A few weeks ago, I started doing a bunch of research about making soap. What directly sparked my research, as I have noted earlier, was a customer in one of the store I run at my day job, complaining that my handmade soap had lye in it. After I told her that all soap had lye in it, I decided to Google it just to be sure. Sure enough, lye and fat makes soap. This article from humblebeeandme explains it pretty well, and if you ever wondered about soap, it’s a great read.
I’ve had a passive interest in soap for awhile, but hadn’t really pursued it. It was a very passive interest, as in, I would click on pins that claimed to be soap recipes and all it would be was adding essential oils to Dr. Bronner’s soap. I would click away, frustrated, because I wanted to know how to make the Dr. Bronner’s, but not enough to look it up directly.

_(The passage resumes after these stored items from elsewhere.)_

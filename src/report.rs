//! Printable results for the non-interactive commands.

use crate::games::tictactoe::{
    best_move, evaluate, rules, score_moves, Board, GameStatus, Player, Position,
};
use serde::Serialize;
use std::fmt;
use tracing::instrument;

/// Status of a board, plus the winning line if there is one.
#[derive(Debug, Clone, PartialEq, Eq, Serialize)]
pub struct EvaluateReport {
    /// The evaluated board.
    pub board: Board,
    /// Its status.
    pub status: GameStatus,
    /// The completed line, when won.
    pub winning_line: Option<[Position; 3]>,
}

impl EvaluateReport {
    /// Evaluates `board`.
    #[instrument(skip(board))]
    pub fn new(board: Board) -> Self {
        let status = evaluate(&board);
        let winning_line = rules::winning_line(&board).map(|(_, line)| line);
        Self {
            board,
            status,
            winning_line,
        }
    }
}

impl fmt::Display for EvaluateReport {
    fn fmt(&self, f: &mut fmt::Formatter<'_>) -> fmt::Result {
        writeln!(f, "{}", self.board)?;
        writeln!(f)?;
        write!(f, "Status: {}", self.status)?;
        if let Some(line) = &self.winning_line {
            let cells: Vec<String> = line.iter().map(|p| p.number().to_string()).collect();
            write!(f, " (cells {})", cells.join(", "))?;
        }
        Ok(())
    }
}

/// The move the AI would play.
#[derive(Debug, Clone, PartialEq, Eq, Serialize)]
pub struct BestMoveReport {
    /// The AI's mark.
    pub ai: Player,
    /// Chosen square, `None` when the game is over.
    pub position: Option<Position>,
    /// Board index of the chosen square.
    pub index: Option<usize>,
    /// Status of the board before the move.
    pub status: GameStatus,
}

impl BestMoveReport {
    /// Searches `board` for `ai`'s best move.
    #[instrument(skip(board))]
    pub fn new(board: &Board, ai: Player) -> Self {
        let position = best_move(board, ai);
        Self {
            ai,
            position,
            index: position.map(Position::to_index),
            status: evaluate(board),
        }
    }
}

impl fmt::Display for BestMoveReport {
    fn fmt(&self, f: &mut fmt::Formatter<'_>) -> fmt::Result {
        match self.position {
            Some(pos) => write!(f, "AI ({}) plays {} ({})", self.ai, pos.number(), pos.label()),
            None => write!(f, "No move: game is over ({})", self.status),
        }
    }
}

/// Minimax score of every empty square.
#[derive(Debug, Clone, PartialEq, Eq, Serialize)]
pub struct AnalysisReport {
    /// The AI's mark.
    pub ai: Player,
    /// Squares and their scores, in index order.
    pub scores: Vec<(Position, i32)>,
    /// The square the AI would pick.
    pub best: Option<Position>,
}

impl AnalysisReport {
    /// Scores every empty square of `board` for `ai`.
    #[instrument(skip(board))]
    pub fn new(board: &Board, ai: Player) -> Self {
        Self {
            ai,
            scores: score_moves(board, ai),
            best: best_move(board, ai),
        }
    }
}

impl fmt::Display for AnalysisReport {
    fn fmt(&self, f: &mut fmt::Formatter<'_>) -> fmt::Result {
        if self.scores.is_empty() {
            return write!(f, "No moves: game is over");
        }
        writeln!(f, "Scores for {}:", self.ai)?;
        for (i, (pos, score)) in self.scores.iter().enumerate() {
            let marker = if Some(*pos) == self.best { "*" } else { " " };
            write!(f, "{} {} {:<14}{:>4}", marker, pos.number(), pos.label(), score)?;
            if i + 1 < self.scores.len() {
                writeln!(f)?;
            }
        }
        Ok(())
    }
}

The first soap making supply website I came across was brambleberry.com, and ordered their beginners cold process soap kit almost immediately. I ordered it before I really understood what was in it or really how to make soap with it once it arrived.
The kit contained four types of oil, lye, fragrance oil, and a box to use as a mold. (I had to supply the gloves, goggles, bowls, measuring cups, thermometers, and stick blender, etc.
Now, I didn’t know all that much about soap making when I ordered the kit, and I was so excited to find a concise set of supplies, that I didn’t realize the kit included palm oil until after I had paid for it–and I didn’t realize what the palm oil was for when it came to soap making. I did know that palm oil is often used in foods instead crisco to avoid trans fats, and I also knew about the toll it is taking on Indonesia. Even though Brambleberry’s palm oil is RSPO certified, I still have reservations about using palm oil. In cooking, palm oil is a fat that can be easily substituted with butter, lard, or tallow, or shortening if you don’t use animal products. As far as my reading has gone in soap, palm oil is one of the only hardening oils that does not come from an animal. I hesitate to to call it vegan, like so many soapers do, because to me, anything that takes that large a toll on it’s local community is not vegan by any stretch of the word. To me, it’s far more preferable to use lard or tallow, because I can buy it from local farmers or butchers, and because a lot of the time, it gets thrown out anyway. Making soap is a great way to start using all of the animal that has already given it’s life. Plus, traditionally, soap was made with animal fats, and I can get behind that.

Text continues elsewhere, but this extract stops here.